**Task goal**.
Please report each line in the material below that includes "STANDARD".

**Data extracts**.
//! Viewport Protocol Codec
//!
//! Pure translation between typed commands/events and JSON text messages.
//!
//! A `viewport_frame` payload arrives in one of two shapes, both accepted:
//!
//! ```json
//! {"event":"viewport_frame","data":{"frame":"QQ=="}}
//! {"event":"viewport_frame","data":"{\"frame\":\"QQ==\"}"}
//! ```
//!
//! Decode failures are returned as values and never abort the connection.

use base64::Engine as _;
use base64::engine::general_purpose::STANDARD;
use serde_json::Value;

use super::messages::{
    CommandAck, CommandEnvelope, FramePayload, RawServerEnvelope, ServerMessage,
    VIEWPORT_FRAME_EVENT, ViewportCommand,
};
use crate::domain::frame::{Frame, FrameEncoding};

/// Codec errors (decode failures).
#[derive(Debug, thiserror::Error)]
pub enum CodecError {
    /// JSON encoding/decoding failed.
    #[error("JSON codec error: {0}")]
    Json(#[from] serde_json::Error),

    /// Message is not a JSON object.
    #[error("invalid message format: {0}")]
    InvalidFormat(String),

    /// Message is neither an event nor an acknowledgement.
    #[error("message has no event name")]
    MissingEvent,

    /// Frame payload did not have the expected shape.
    #[error("invalid frame payload: {0}")]
    InvalidFrame(String),

    /// Frame payload was not valid base64.
    #[error("frame is not valid base64: {0}")]
    Base64(#[from] base64::DecodeError),

    /// Frame payload decoded to nothing.
    #[error("frame is empty")]
    EmptyFrame,
}

impl CodecError {
    /// Short label for metrics.
    #[must_use]
    pub const fn reason(&self) -> &'static str {
        match self {
            Self::Json(_) => "json",
            Self::InvalidFormat(_) => "format",
            Self::MissingEvent => "missing_event",
            Self::InvalidFrame(_) => "invalid_frame",
            Self::Base64(_) => "base64",
            Self::EmptyFrame => "empty_frame",
        }
    }
}

/// JSON codec for the viewport protocol.
#[derive(Debug, Default, Clone, Copy)]
pub struct ProtocolCodec;

impl ProtocolCodec {
    /// Create a new codec.
    #[must_use]
    pub const fn new() -> Self {
        Self
    }

    /// Encode a command as a wire message.
    ///
    /// # Errors
    ///
    /// Returns an error if JSON serialization fails.
    pub fn encode_command(&self, command: ViewportCommand) -> Result<String, CodecError> {
        Ok(serde_json::to_string(&CommandEnvelope::new(command))?)
    }

    /// Decode a text message from the rendering process.
    ///
    /// # Errors
    ///
    /// Returns an error on malformed JSON, on a message that is neither an
    /// event nor an acknowledgement, or on a `viewport_frame` whose payload
    /// fails validation. Unknown events are not errors.
    pub fn decode(&self, text: &str) -> Result<ServerMessage, CodecError> {
        let trimmed = text.trim();
        if !trimmed.starts_with('{') {
            return Err(CodecError::InvalidFormat(format!(
                "expected JSON object, got: {}...",
                trimmed.chars().take(50).collect::<String>()
            )));
        }

        let raw: RawServerEnvelope = serde_json::from_str(trimmed)?;

        match raw.event {
            Some(name) if name == VIEWPORT_FRAME_EVENT => {
                self.decode_frame(raw.data).map(ServerMessage::ViewportFrame)
            }
            Some(name) => Ok(ServerMessage::Event { name }),
            None => raw.ok.map_or(Err(CodecError::MissingEvent), |ok| {
                Ok(ServerMessage::Ack(CommandAck {
                    ok,
                    cmd: raw.cmd,
                    request_id: raw.request_id,
                    error: raw.error,
                }))
            }),
        }
    }

    /// Decode a binary message holding UTF-8 JSON.
    ///
    /// # Errors
    ///
    /// Returns an error if the bytes are not UTF-8 or fail [`Self::decode`].
    pub fn decode_bytes(&self, data: &[u8]) -> Result<ServerMessage, CodecError> {
        let text = std::str::from_utf8(data).map_err(|e| {
            CodecError::InvalidFormat(format!("binary message is not UTF-8: {e}"))
        })?;
        self.decode(text)
    }

    /// Validate a frame payload and extract the image bytes.
    fn decode_frame(&self, data: Value) -> Result<Frame, CodecError> {
        // Some senders JSON-encode the payload a second time.
        let data = match data {
            Value::String(inner) => serde_json::from_str::<Value>(&inner)
                .map_err(|e| CodecError::InvalidFrame(format!("nested payload: {e}")))?,
            other => other,
        };

        let payload: FramePayload =
            serde_json::from_value(data).map_err(|e| CodecError::InvalidFrame(e.to_string()))?;

        if payload.frame.is_empty() {
            return Err(CodecError::EmptyFrame);
        }

        let bytes = STANDARD.decode(payload.frame.as_bytes())?;
        if bytes.is_empty() {
            return Err(CodecError::EmptyFrame);
        }

        Ok(Frame::new(bytes, FrameEncoding::Base64Png))
    }
}
//! WebSocket Transport
//!
//! [`Transport`] adapter over `tokio-tungstenite`. Each socket runs in its
//! own task and reports back through a channel of generation-tagged
//! [`TransportEvent`]s. Writes go through a per-socket queue. Closing a
//! socket cancels its task: a pending handshake is abandoned, an open socket
//! flushes queued writes and sends a close frame, bounded by a timeout, and
//! the stream is dropped either way.

use std::collections::HashMap;
use std::time::Duration;

use futures_util::{Sink, SinkExt, StreamExt};
use tokio::sync::mpsc;
use tokio_tungstenite::tungstenite::{Error as WsError, Message};
use tokio_tungstenite::tungstenite::client::IntoClientRequest;
use tokio_tungstenite::tungstenite::handshake::client::Request;
use tokio_util::sync::CancellationToken;

use crate::application::ports::{Transport, TransportError, TransportEvent, TransportEventKind};
use crate::domain::connection::Generation;

/// Upper bound on flushing queued writes and the close handshake.
const CLOSE_TIMEOUT: Duration = Duration::from_secs(1);

/// Write side of one socket task.
#[derive(Debug)]
struct SocketHandle {
    outbound: mpsc::UnboundedSender<String>,
    cancel: CancellationToken,
}

/// `tokio-tungstenite` implementation of [`Transport`].
#[derive(Debug)]
pub struct WsTransport {
    events: mpsc::Sender<TransportEvent>,
    sockets: HashMap<Generation, SocketHandle>,
}

impl WsTransport {
    /// Create a transport posting socket events to `events`.
    #[must_use]
    pub fn new(events: mpsc::Sender<TransportEvent>) -> Self {
        Self {
            events,
            sockets: HashMap::new(),
        }
    }

    /// Number of sockets this transport still owns.
    #[must_use]
    pub fn open_sockets(&self) -> usize {
        self.sockets.len()
    }
}

impl Transport for WsTransport {
    fn open(&mut self, generation: Generation, url: &str) -> Result<(), TransportError> {
        let request = url
            .into_client_request()
            .map_err(|e| TransportError::Open(e.to_string()))?;

        let (outbound_tx, outbound_rx) = mpsc::unbounded_channel();
        let cancel = CancellationToken::new();

        tokio::spawn(run_socket(
            generation,
            request,
            self.events.clone(),
            outbound_rx,
            cancel.clone(),
        ));

        if let Some(previous) = self.sockets.insert(
            generation,
            SocketHandle {
                outbound: outbound_tx,
                cancel,
            },
        ) {
            previous.cancel.cancel();
        }

        Ok(())
    }

    fn send(&mut self, generation: Generation, text: String) -> Result<(), TransportError> {
        let socket = self
            .sockets
            .get(&generation)
            .ok_or(TransportError::NotOpen(generation))?;

        socket
            .outbound
            .send(text)
            .map_err(|_| TransportError::Send("socket task has exited".to_string()))
    }

    fn close(&mut self, generation: Generation) {
        if let Some(socket) = self.sockets.remove(&generation) {
            tracing::debug!(%generation, "Closing viewport socket");
            // The socket task flushes what is already queued, then closes
            // within CLOSE_TIMEOUT.
            socket.cancel.cancel();
        }
    }
}

impl Drop for WsTransport {
    fn drop(&mut self) {
        for (_, socket) in self.sockets.drain() {
            socket.cancel.cancel();
        }
    }
}

/// Drive one socket from handshake to close.
async fn run_socket(
    generation: Generation,
    request: Request,
    events: mpsc::Sender<TransportEvent>,
    mut outbound: mpsc::UnboundedReceiver<String>,
    cancel: CancellationToken,
) {
    let post = |kind| events.send(TransportEvent::new(generation, kind));

    let ws_stream = tokio::select! {
        () = cancel.cancelled() => {
            tracing::debug!(%generation, "Viewport handshake abandoned");
            return;
        }
        result = tokio_tungstenite::connect_async(request) => match result {
            Ok((ws_stream, _response)) => ws_stream,
            Err(e) => {
                let _ = post(TransportEventKind::Failed(e.to_string())).await;
                return;
            }
        },
    };

    let (mut write, mut read) = ws_stream.split();

    if post(TransportEventKind::Opened).await.is_err() {
        return;
    }

    loop {
        tokio::select! {
            biased;
            () = cancel.cancelled() => {
                close_socket(&mut write, &mut outbound, generation).await;
                return;
            }
            text = outbound.recv() => match text {
                Some(text) => {
                    match write_message(&mut write, &cancel, Message::Text(text.into())).await {
                        Some(Ok(())) => {}
                        Some(Err(e)) => {
                            let _ = post(TransportEventKind::Failed(e.to_string())).await;
                            return;
                        }
                        None => {
                            close_socket(&mut write, &mut outbound, generation).await;
                            return;
                        }
                    }
                }
                None => {
                    close_socket(&mut write, &mut outbound, generation).await;
                    return;
                }
            },
            msg = read.next() => match msg {
                Some(Ok(Message::Text(text))) => {
                    if post(TransportEventKind::Message(text.as_str().to_owned())).await.is_err() {
                        return;
                    }
                }
                Some(Ok(Message::Binary(data))) => {
                    if post(TransportEventKind::Binary(data.to_vec())).await.is_err() {
                        return;
                    }
                }
                Some(Ok(Message::Ping(data))) => {
                    match write_message(&mut write, &cancel, Message::Pong(data)).await {
                        Some(Ok(())) => {}
                        Some(Err(e)) => {
                            let _ = post(TransportEventKind::Failed(e.to_string())).await;
                            return;
                        }
                        None => {
                            close_socket(&mut write, &mut outbound, generation).await;
                            return;
                        }
                    }
                }
                Some(Ok(Message::Close(frame))) => {
                    let reason = frame
                        .map(|f| f.reason.as_str().to_owned())
                        .filter(|r| !r.is_empty());
                    tracing::info!(%generation, ?reason, "Server sent close frame");
                    let _ = post(TransportEventKind::Closed { reason }).await;
                    return;
                }
                Some(Ok(_)) => {
                    // Ignore pong and raw frames
                }
                Some(Err(e)) => {
                    let _ = post(TransportEventKind::Failed(e.to_string())).await;
                    return;
                }
                None => {
                    tracing::info!(%generation, "WebSocket stream ended");
                    let _ = post(TransportEventKind::Closed { reason: None }).await;
                    return;
                }
            },
        }
    }
}

/// Write one message unless the socket is cancelled first.
///
/// Returns `None` on cancellation.
async fn write_message<W>(
    write: &mut W,
    cancel: &CancellationToken,
    message: Message,
) -> Option<Result<(), WsError>>
where
    W: Sink<Message, Error = WsError> + Unpin,
{
    tokio::select! {
        biased;
        () = cancel.cancelled() => None,
        result = write.send(message) => Some(result),
    }
}

/// Flush queued writes, then send a close frame, all within
/// [`CLOSE_TIMEOUT`].
async fn close_socket<W>(
    write: &mut W,
    outbound: &mut mpsc::UnboundedReceiver<String>,
    generation: Generation,
) where
    W: Sink<Message, Error = WsError> + Unpin,
{
    let handshake = async {
        while let Ok(text) = outbound.try_recv() {
            write.send(Message::Text(text.into())).await?;
        }
        write.send(Message::Close(None)).await?;
        write.close().await
    };

    match tokio::time::timeout(CLOSE_TIMEOUT, handshake).await {
        Ok(Ok(())) => tracing::trace!(%generation, "Viewport socket closed locally"),
        Ok(Err(e)) => tracing::debug!(%generation, error = %e, "Viewport close handshake failed"),
        Err(_) => tracing::debug!(
            %generation,
            timeout_ms = CLOSE_TIMEOUT.as_millis(),
            "Viewport close handshake timed out, dropping socket"
        ),
    }
}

**Exercise response**.
use base64::engine::general_purpose::STANDARD;
        let bytes = STANDARD.decode(payload.frame.as_bytes())?;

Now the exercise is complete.